On the north west tip, at the appropriately named Cape Grim, the Woolnorth Windfarm harnesses the Roaring Forties
to add to the hydro grid, and to the south the massive sand dunes stir under its caress.
This is wild and woolly country but it also has its softer side. Stark coastline provides attractive and
sheltered coves where small fishing fleets can harbour. Around these harbours pretty townships grow and few are
more attractive than Stanley or Arthur River.
Sheltered by 'The Nut' a massive outcrop protecting the small town Stanley is one of many places providing
services along the north coast. It was here that Highfield was established in 1835, the base for the van
Diemen Company which developed much of the north coast and established Woolnorth. The house is now under
the protection of the National Trust and can be seen on a short drive from Stanley centre.
To the south, at Mawbanna, is the Water Wheel Creek complex situated in the rainforest and well worth visiting.
Along the coast many small towns like Black River, Crayfish Creek and Edgecumbe Beach have accommodation,
beaches and plenty to see and do. There are two major coastal parks at Table Cape and Rocky Cape and the
Arthur Pieman Conservation area stretches south along the west coast from Arthur River.
Smithton is the largest town in the north east and is well serviced with motels and resorts, a large shopping
centre, and galleries and cafes to visit. It is an ideal touring point for the region and has its own nearby
attractions like the beautiful Allendale Gardens and the Temma Cheese Factory.

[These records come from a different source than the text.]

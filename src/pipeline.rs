//! Scrape run orchestration
//!
//! One [`Pipeline::run`] walks the stages
//! `WaitCache → SelectRegion → Paginate → Store → Finalize → Readback → Done`
//! and lands in `Failed` on the first error. Nothing is retried.

use crate::config::ScreenerConfig;
use crate::driver::PageDriver;
use crate::error::Result;
use crate::screener::{paginate, resolve_region, select_region};
use crate::store::{await_available, Clock, Dataset, LeaseToken, RecordStore, SystemClock};
use std::fmt;
use std::ops::Deref;
use std::sync::Arc;
use std::time::{Duration, Instant};

#[derive(Debug, Clone, Copy, PartialEq, Eq)]
pub enum Stage {
    WaitCache,
    SelectRegion,
    Paginate,
    Store,
    Finalize,
    Readback,
    Done,
    Failed,
}

impl fmt::Display for Stage {
    fn fmt(&self, f: &mut fmt::Formatter<'_>) -> fmt::Result {
        let name = match self {
            Stage::WaitCache => "wait-cache",
            Stage::SelectRegion => "select-region",
            Stage::Paginate => "paginate",
            Stage::Store => "store",
            Stage::Finalize => "finalize",
            Stage::Readback => "readback",
            Stage::Done => "done",
            Stage::Failed => "failed",
        };
        f.write_str(name)
    }
}

/// Summary of a finished run
#[derive(Debug, Clone, Default, PartialEq)]
pub struct RunReport {
    pub region: String,
    /// Total result count the site reported
    pub total: u64,
    pub pages: usize,
    /// Rows merged, counting a key once per page it appeared on
    pub rows_merged: usize,
    pub rows_dropped: usize,
    /// Distinct symbols in the final dataset
    pub dataset_size: usize,
    pub elapsed: Duration,
}

/// Releases the gate if a run ends without finalizing, including on unwind
struct RunGuard<'a> {
    store: &'a dyn RecordStore,
    name: &'a str,
    token: LeaseToken,
    finalized: bool,
}

impl<'a> RunGuard<'a> {
    fn new(store: &'a dyn RecordStore, name: &'a str, token: LeaseToken) -> Self {
        Self { store, name, token, finalized: false }
    }

    fn token(&self) -> &LeaseToken {
        &self.token
    }

    fn disarm(&mut self) {
        self.finalized = true;
    }
}

impl Drop for RunGuard<'_> {
    fn drop(&mut self) {
        if self.finalized {
            return;
        }
        log::warn!("Run on '{}' did not finalize, releasing the gate", self.name);
        if let Err(e) = self.store.abandon_run(self.name, &self.token) {
            log::error!("Failed to release gate on '{}': {}", self.name, e);
        }
    }
}

/// Runs scrapes against one dataset name
pub struct Pipeline {
    config: ScreenerConfig,
    store: Arc<dyn RecordStore>,
    clock: Arc<dyn Clock>,
}

impl Pipeline {
    /// Fails with `Config` when `config` does not validate
    pub fn new(config: ScreenerConfig, store: Arc<dyn RecordStore>) -> Result<Self> {
        Self::with_clock(config, store, Arc::new(SystemClock))
    }

    pub fn with_clock(config: ScreenerConfig, store: Arc<dyn RecordStore>, clock: Arc<dyn Clock>) -> Result<Self> {
        config.validate()?;
        Ok(Self { config, store, clock })
    }

    pub fn config(&self) -> &ScreenerConfig {
        &self.config
    }

    pub fn store(&self) -> &Arc<dyn RecordStore> {
        &self.store
    }

    /// Scrape `region` (default region when absent or blank) and return the full dataset
    pub fn run<D: PageDriver + ?Sized>(&self, driver: &D, region: Option<&str>) -> Result<Dataset> {
        self.run_with_report(driver, region).map(|(dataset, _)| dataset)
    }

    /// Like [`Pipeline::run`], also returning run statistics
    pub fn run_with_report<D: PageDriver + ?Sized>(
        &self,
        driver: &D,
        region: Option<&str>,
    ) -> Result<(Dataset, RunReport)> {
        self.run_opening(|| Ok(driver), region)
    }

    /// Like [`Pipeline::run_with_report`], but the driver is only opened once
    /// the gate is claimed, so a blocked run never holds a browser.
    pub fn run_opening<B, D>(&self, open: impl FnOnce() -> Result<B>, region: Option<&str>) -> Result<(Dataset, RunReport)>
    where
        B: Deref<Target = D>,
        D: PageDriver + ?Sized,
    {
        let started = Instant::now();
        let region = resolve_region(region, &self.config.default_region);
        let mut stage = Stage::WaitCache;
        let mut report = RunReport { region: region.to_string(), ..Default::default() };

        match self.execute(open, region, &mut stage, &mut report) {
            Ok(dataset) => {
                report.dataset_size = dataset.len();
                report.elapsed = started.elapsed();
                log::info!(
                    "Run for '{}' done: {} symbols from {} page(s), {} row(s) dropped, {:?}",
                    report.region,
                    report.dataset_size,
                    report.pages,
                    report.rows_dropped,
                    report.elapsed
                );
                Ok((dataset, report))
            }
            Err(e) => {
                log::error!("Run for '{}' failed during {} ({}): {}", region, stage, e.kind(), e);
                enter(&mut stage, Stage::Failed);
                Err(e)
            }
        }
    }

    fn execute<B, D>(
        &self,
        open: impl FnOnce() -> Result<B>,
        region: &str,
        stage: &mut Stage,
        report: &mut RunReport,
    ) -> Result<Dataset>
    where
        B: Deref<Target = D>,
        D: PageDriver + ?Sized,
    {
        let name = self.config.cache.dataset_name.as_str();
        let timing = &self.config.timing;

        enter(stage, Stage::WaitCache);
        let token = await_available(self.store.as_ref(), name, &self.config.cache.wait_policy(), self.clock.as_ref())?;
        let mut guard = RunGuard::new(self.store.as_ref(), name, token);
        self.store.begin_run(name, guard.token())?;

        enter(stage, Stage::SelectRegion);
        let driver = open()?;
        let driver = &*driver;
        driver.navigate(&self.config.screener_url)?;
        select_region(driver, &self.config.selectors, timing, region)?;
        std::thread::sleep(timing.results_settle());
        let base_url = driver.current_url()?;

        enter(stage, Stage::Paginate);
        let pages = paginate(driver, &base_url, &self.config.selectors, &self.config.pagination, timing.element_timeout())?;
        report.total = pages.total();

        for page in pages {
            *stage = Stage::Paginate;
            let batch = page?;

            *stage = Stage::Store;
            self.store.merge_batch(name, guard.token(), &batch)?;
            report.pages += 1;
            report.rows_merged += batch.len();
            report.rows_dropped += batch.dropped;
            log::debug!("Merged page {} ({} rows) into '{}'", report.pages, batch.len(), name);
        }

        enter(stage, Stage::Finalize);
        self.store.finalize_run(name, guard.token(), self.config.cache.ttl())?;
        guard.disarm();

        enter(stage, Stage::Readback);
        let dataset = self.store.read_all(name)?;

        enter(stage, Stage::Done);
        Ok(dataset)
    }
}

fn enter(stage: &mut Stage, next: Stage) {
    log::debug!("Stage {} -> {}", stage, next);
    *stage = next;
}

To the south west of Smithton is the Dismal Swamp and pretty Arthur River where cruises operate along the
river well into the hinterland. Canoes and kayaks are available for hire and there is accommodation in a
caravan park and cabins.
From Arthur River a loose surface road connects with the west coast at Zeehan after crossing the massive
Pieman River at Corinna. I recommend this as a trip despite the rough surface.
King Island is dealt with elsewhere in these pages.
The north west offers another look at Tasmania. Quaint fishing villages, safe harbours, rocky points and stark national
parks offer a variety seen nowhere else in the state. A drive along the coast from Burnie to Smithton opens up another
view of the state which is well worth enjoying.